- [What to work on] A single stretch of the material below is to be transcribed exactly, starting at the line with "pub fn is_loaded(&self)" and ending after the line with "fn table(&self) ->".
-*-
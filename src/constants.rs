//! Constants used throughout the application.
//!
//! This module contains all constants used in the daybook application, organized
//! into logical groups. Having constants centralized makes them easier to find,
//! modify, and reference consistently.

// Application Metadata
/// The name of the application.
pub const APP_NAME: &str = "daybook";
/// The description of the application used in CLI help text.
pub const APP_DESCRIPTION: &str = "One question a day, one answer, and a streak to keep";

// CLI Arguments & Defaults
/// Default command for the editor if not specified otherwise.
pub const DEFAULT_EDITOR_COMMAND: &str = "vim";
/// Log format identifier for plain text.
pub const LOG_FORMAT_TEXT: &str = "text";
/// Log format identifier for JSON.
pub const LOG_FORMAT_JSON: &str = "json";
/// Default log level.
pub const DEFAULT_LOG_LEVEL: &str = "info";
/// Log level used when `--verbose` is passed.
pub const VERBOSE_LOG_LEVEL: &str = "debug";

// Configuration Keys & Environment Variables
/// Environment variable for specifying the data directory.
pub const ENV_VAR_DAYBOOK_DIR: &str = "DAYBOOK_DIR";
/// Environment variable for specifying the preferred editor.
pub const ENV_VAR_DAYBOOK_EDITOR: &str = "DAYBOOK_EDITOR";
/// Environment variable pointing at an alternative question table.
pub const ENV_VAR_DAYBOOK_QUESTIONS: &str = "DAYBOOK_QUESTIONS";
/// Standard environment variable for specifying the default editor.
pub const ENV_VAR_EDITOR: &str = "EDITOR";
/// Standard environment variable for the user's home directory.
pub const ENV_VAR_HOME: &str = "HOME";
/// Default sub-directory for daybook data within the user's home directory.
pub const DEFAULT_DATA_SUBDIR: &str = "Documents/daybook";

// Validation
/// Characters forbidden in editor commands for security reasons.
pub const EDITOR_FORBIDDEN_CHARS: &[char] =
    &['|', '&', ';', '$', '(', ')', '`', '\\', '<', '>', '\'', '"'];
/// Placeholder string for redacted information in debug output.
pub const REDACTED_PLACEHOLDER: &str = "[REDACTED]";

// File System Parameters
/// Name of the file holding every entry.
pub const ENTRIES_FILE_NAME: &str = "entries.json";
/// Suffix appended to the entries file name for the writer lock.
pub const LOCK_FILE_SUFFIX: &str = ".lock";
/// Default POSIX permissions for newly created directories (owner read/write/execute).
#[cfg(unix)]
pub const DEFAULT_DIR_PERMISSIONS: u32 = 0o700;
/// Default POSIX permissions for newly created files (owner read/write).
#[cfg(unix)]
pub const DEFAULT_FILE_PERMISSIONS: u32 = 0o600;
/// Prefix marking comment lines in the editor scratch file.
pub const EDITOR_COMMENT_PREFIX: &str = "#";

// Date/Time Logic
/// Date format string for ISO date format (YYYY-MM-DD).
pub const DATE_FORMAT_ISO: &str = "%Y-%m-%d";
/// Date format string for compact date format (YYYYMMDD).
pub const DATE_FORMAT_COMPACT: &str = "%Y%m%d";
/// Format of the day key as written to the entries file.
pub const DAY_KEY_FORMAT: &str = "%d-%m-%Y";
/// Format of the month-day key used by the question table.
pub const MONTH_DAY_KEY_FORMAT: &str = "%d-%m";
/// Date format used when listing entries.
pub const HISTORY_DATE_FORMAT: &str = "%B %d, %Y: %A";
/// Interval between countdown ticks, in seconds.
pub const TICK_INTERVAL_SECS: i64 = 1;

// Questions
/// Prompt returned whenever the question table has nothing for a day.
pub const FALLBACK_QUESTION: &str = "What's on your mind today?";

// Logging Configuration
/// Service name used in tracing spans and structured logs.
pub const TRACING_SERVICE_NAME: &str = "daybook";
/// Name for the root tracing span covering an application invocation.
pub const TRACING_ROOT_SPAN_NAME: &str = "app_invocation";
//! Daily question lookup.
//!
//! Questions are keyed by month and day only, so the same prompt comes back
//! every year on the same date. The table is loaded lazily, at most once per
//! resolver, from one of three sources: the table bundled into the binary, a
//! JSON file on disk, or a JSON string held in memory.
//!
//! Resolution is total. Whatever goes wrong while loading (missing file, bad
//! JSON, unparseable keys) is logged and the resolver falls back to a fixed
//! prompt instead of surfacing an error.

use crate::constants;
use crate::journal_core::{DayKey, MonthDay};
use std::collections::HashMap;
use std::fs;
use std::path::PathBuf;
use std::sync::OnceLock;
use tracing::{debug, warn};

const BUNDLED_QUESTIONS: &str = include_str!("../../resources/questions.json");

/// Where a [`QuestionResolver`] reads its table from.
#[derive(Debug, Clone, PartialEq, Eq)]
pub enum QuestionSource {
    /// The table compiled into the binary.
    Bundled,
    /// A JSON file on disk.
    File(PathBuf),
    /// A JSON document held in memory.
    Json(String),
}

/// A parsed question table.
#[derive(Debug, Clone, Default)]
pub struct QuestionTable {
    prompts: HashMap<MonthDay, String>,
}

impl QuestionTable {
    /// Parses a `{"dd-MM": "prompt", ...}` document.
    ///
    /// Keys that are not a real month/day are skipped with a warning. Only a
    /// document that is not a string-to-string object is an error.
    pub fn from_json(raw: &str) -> Result<Self, serde_json::Error> {
        let raw_table: HashMap<String, String> = serde_json::from_str(raw)?;

        let mut prompts = HashMap::with_capacity(raw_table.len());
        for (key, prompt) in raw_table {
            match MonthDay::parse_key(&key) {
                Some(month_day) => {
                    prompts.insert(month_day, prompt);
                }
                None => warn!("Ignoring question with invalid day key '{}'", key),
            }
        }

        Ok(QuestionTable { prompts })
    }

    pub fn get(&self, key: MonthDay) -> Option<&str> {
        self.prompts.get(&key).map(String::as_str)
    }

    pub fn len(&self) -> usize {
        self.prompts.len()
    }

    pub fn is_empty(&self) -> bool {
        self.prompts.is_empty()
    }
}

/// Maps calendar days to prompt text.
///
/// # Examples
///
/// ```
/// use daybook::journal_core::DayKey;
/// use daybook::questions::{QuestionResolver, QuestionSource};
///
/// let resolver = QuestionResolver::new(QuestionSource::Json(
///     r#"{"15-01": "What made you smile?"}"#.to_string(),
/// ));
///
/// let day = DayKey::from_ymd(2024, 1, 15).unwrap();
/// assert_eq!(resolver.resolve_question(day), "What made you smile?");
///
/// let other = DayKey::from_ymd(2024, 1, 16).unwrap();
/// assert_eq!(resolver.resolve_question(other), "What's on your mind today?");
/// ```
#[derive(Debug)]
pub struct QuestionResolver {
    source: QuestionSource,
    table: OnceLock<QuestionTable>,
}

impl QuestionResolver {
    /// Creates a resolver. Nothing is read until the first lookup.
    pub fn new(source: QuestionSource) -> Self {
        QuestionResolver {
            source,
            table: OnceLock::new(),
        }
    }

    /// A resolver over the bundled table.
    pub fn bundled() -> Self {
        Self::new(QuestionSource::Bundled)
    }

    pub fn source(&self) -> &QuestionSource {
        &self.source
    }

    /// Whether the table has been loaded yet.
    pub fn is_loaded(&self) -> bool {
        self.table.get().is_some()
    }

    /// The prompt for `day`, or the fallback prompt when the table has none.
    pub fn resolve_question(&self, day: DayKey) -> &str {
        debug!(
            key = %day.date().format(constants::MONTH_DAY_KEY_FORMAT),
            "Resolving question"
        );
        self.table()
            .get(day.month_day())
            .unwrap_or(constants::FALLBACK_QUESTION)
    }

    fn table(&self) -> &QuestionTable {
        self.table.get_or_init(|| self.load())
    }

    fn load(&self) -> QuestionTable {
        let parsed = match &self.source {
            QuestionSource::Bundled => QuestionTable::from_json(BUNDLED_QUESTIONS),
            QuestionSource::Json(raw) => QuestionTable::from_json(raw),
            QuestionSource::File(path) => match fs::read_to_string(path) {
                Ok(raw) => QuestionTable::from_json(&raw),
                Err(e) => {
                    warn!(
                        "Question table {:?} is unavailable, using fallback prompt: {}",
                        path, e
                    );
                    return QuestionTable::default();
                }
            },
        };

        match parsed {
            Ok(table) => {
                debug!("Loaded {} questions", table.len());
                table
            }
            Err(e) => {
                warn!("Question table is malformed, using fallback prompt: {}", e);
                QuestionTable::default()
            }
        }
    }
}

impl Default for QuestionResolver {
    fn default() -> Self {
        Self::bundled()
    }
}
-*-
- [Response area]
    pub fn is_loaded(&self) -> bool {
        self.table.get().is_some()
    }

    /// The prompt for `day`, or the fallback prompt when the table has none.
    pub fn resolve_question(&self, day: DayKey) -> &str {
        debug!(
            key = %day.date().format(constants::MONTH_DAY_KEY_FORMAT),
            "Resolving question"
        );
        self.table()
            .get(day.month_day())
            .unwrap_or(constants::FALLBACK_QUESTION)
    }

    fn table(&self) -> &QuestionTable {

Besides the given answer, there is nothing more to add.